So is a 1022.1 exit enclosure required?  If not why not?


----------



## Codegeek (Feb 14, 2012)

Let me try to pose it another way...

A council chambers has an occupant load that warrants two means of egress.  If both of those means of egress dump into a lobby area why is that different than the proposed?

A mezzanine is not considered a story so if the common path of travel is being met and the exits from the mezzanine are properly separated from the area being served then how is that different from a City Hall where two exits from the council chambers empty into a lobby area all the time?  There are still two exits provided from the lobby area with the second being remotely located.

Imhotep, 1022.1 does not apply since the mezzanine is not a story.


----------



## mtlogcabin (Feb 14, 2012)

Codegeek said:
			
		

> Mtlogcabin, while I see the section you have reference may apply in this case, the design complies with the exception #5 which allows for the mezzanine to be enclosed in a fully sprinklered building if two exits are provided. This exception does not say that the exits must provide direct access to an exit, only that two exits from the mezzanine are required. Again, I'll go back to a tenant in an office building. If the tenant is required to have two means of egress and those exits are properly separated, but those exits discharge to a corridor which is not required to be protected due to having a sprinkler system in the building and that corridor provides two means of egress, then how is that different than the proposed plan?


I missed the sprinklered building in the OP

Exception #2 would be applicable to all buildings

Exception #5 is specific to a building with a NFPA 13 sprinkler system which you have and there is no requirement for one of the stairs to lead directly to an exit therefore I would say the design would be code compliant

I might have to go into politics after flip flopping twice now


----------



## gbhammer (Feb 14, 2012)

mt take a deep breath count to ten and step away from the ledge, please we would hate to loose ya.



			
				mtlogcabin said:
			
		

> I might have to go into politics after flip flopping twice now


----------



## zigmark (Feb 14, 2012)

If a building requiring two exits was configured so that the allowable common path of travel distance resulted in travel from the most remote point within the building to the public way outside would the building still be required to have two exits?  I say yes due to the potential that one may be obstructed.

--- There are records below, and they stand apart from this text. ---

use movie_rec_config::ImagesConfig;
use movie_rec_models::{DecoratedMovie, MovieSummary};

/// Result of resolving a poster path against the CDN settings.
#[derive(Debug, Clone, PartialEq, Eq)]
pub struct ResolvedPoster {
    pub url: String,
    pub has_valid: bool,
}

/// Map a partial poster path to a fully-qualified, size-bucketed CDN
/// URL. A missing or blank path resolves to the fallback asset with
/// `has_valid = false`. Pure; no I/O.
pub fn resolve_poster(path: Option<&str>, images: &ImagesConfig) -> ResolvedPoster {
    let trimmed = path.map(str::trim).unwrap_or("");
    if trimmed.is_empty() {
        return ResolvedPoster {
            url: images.fallback_asset.clone(),
            has_valid: false,
        };
    }

    let base = images.cdn_base.trim_end_matches('/');
    let url = if trimmed.starts_with('/') {
        format!("{}/{}{}", base, images.size_bucket, trimmed)
    } else {
        format!("{}/{}/{}", base, images.size_bucket, trimmed)
    };
    ResolvedPoster {
        url,
        has_valid: true,
    }
}

/// One-way transform from raw recommender results to the decorated form
/// the presentation layer consumes. Feedback annotation starts empty
/// and is filled in by reconciliation.
pub fn decorate(movies: Vec<MovieSummary>, images: &ImagesConfig) -> Vec<DecoratedMovie> {
    movies
        .into_iter()
        .map(|movie| {
            let resolved = resolve_poster(movie.poster_path.as_deref(), images);
            DecoratedMovie {
                movie,
                poster_url: resolved.url,
                fallback_poster_url: images.fallback_asset.clone(),
                has_valid_poster: resolved.has_valid,
                user_feedback: None,
            }
        })
        .collect()
}

#[cfg(test)]
mod tests {
    use super::*;

    fn images() -> ImagesConfig {
        ImagesConfig::default()
    }

    #[test]
    fn test_missing_and_blank_paths_resolve_to_fallback() {
        let none = resolve_poster(None, &images());
        let empty = resolve_poster(Some(""), &images());
        let blank = resolve_poster(Some("   "), &images());

        for resolved in [&none, &empty, &blank] {
            assert!(!resolved.has_valid);
            assert_eq!(resolved.url, "/placeholder-poster.jpg");
        }
    }

    #[test]
    fn test_leading_separator_is_normalized() {
        let with = resolve_poster(Some("/poster.jpg"), &images());
        let without = resolve_poster(Some("poster.jpg"), &images());
        assert_eq!(with, without);
        assert_eq!(with.url, "https://image.tmdb.org/t/p/w500/poster.jpg");
        assert!(with.has_valid);
    }

    #[test]
    fn test_custom_size_bucket() {
        let mut config = images();
        config.size_bucket = "w342".to_string();
        let resolved = resolve_poster(Some("/poster.jpg"), &config);
        assert_eq!(resolved.url, "https://image.tmdb.org/t/p/w342/poster.jpg");
    }

    #[test]
    fn test_decorate_sets_poster_fields_and_empty_feedback() {
        let movies = vec![
            MovieSummary {
                id: 1,
                title: "Heat".to_string(),
                year: Some(1995),
                rating: None,
                description: None,
                genres: None,
                poster_path: Some("heat.jpg".to_string()),
            },
            MovieSummary {
                id: 2,
                title: "Unseen".to_string(),
                year: None,
                rating: None,
                description: None,
                genres: None,
                poster_path: None,
            },
        ];

        let decorated = decorate(movies, &images());
        assert_eq!(decorated.len(), 2);

        assert!(decorated[0].has_valid_poster);
        assert_eq!(
            decorated[0].poster_url,
            "https://image.tmdb.org/t/p/w500/heat.jpg"
        );
        assert_eq!(decorated[0].fallback_poster_url, "/placeholder-poster.jpg");
        assert!(decorated[0].user_feedback.is_none());

        assert!(!decorated[1].has_valid_poster);
        assert_eq!(decorated[1].poster_url, "/placeholder-poster.jpg");
    }
}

For whatever reason the code says the mezzanine shall have two means of egress.  So I say if you have two of each of the components in the definition of a means of egress, exit access, exit, and exit discharge, then you are good.  If the stairway is exit access and converges then I say the mezzanine does not have two means of egress.  Maybe the fact that it is an enclosed mezz and people can't jump or see the smoke/fire from the space is part of the consideration?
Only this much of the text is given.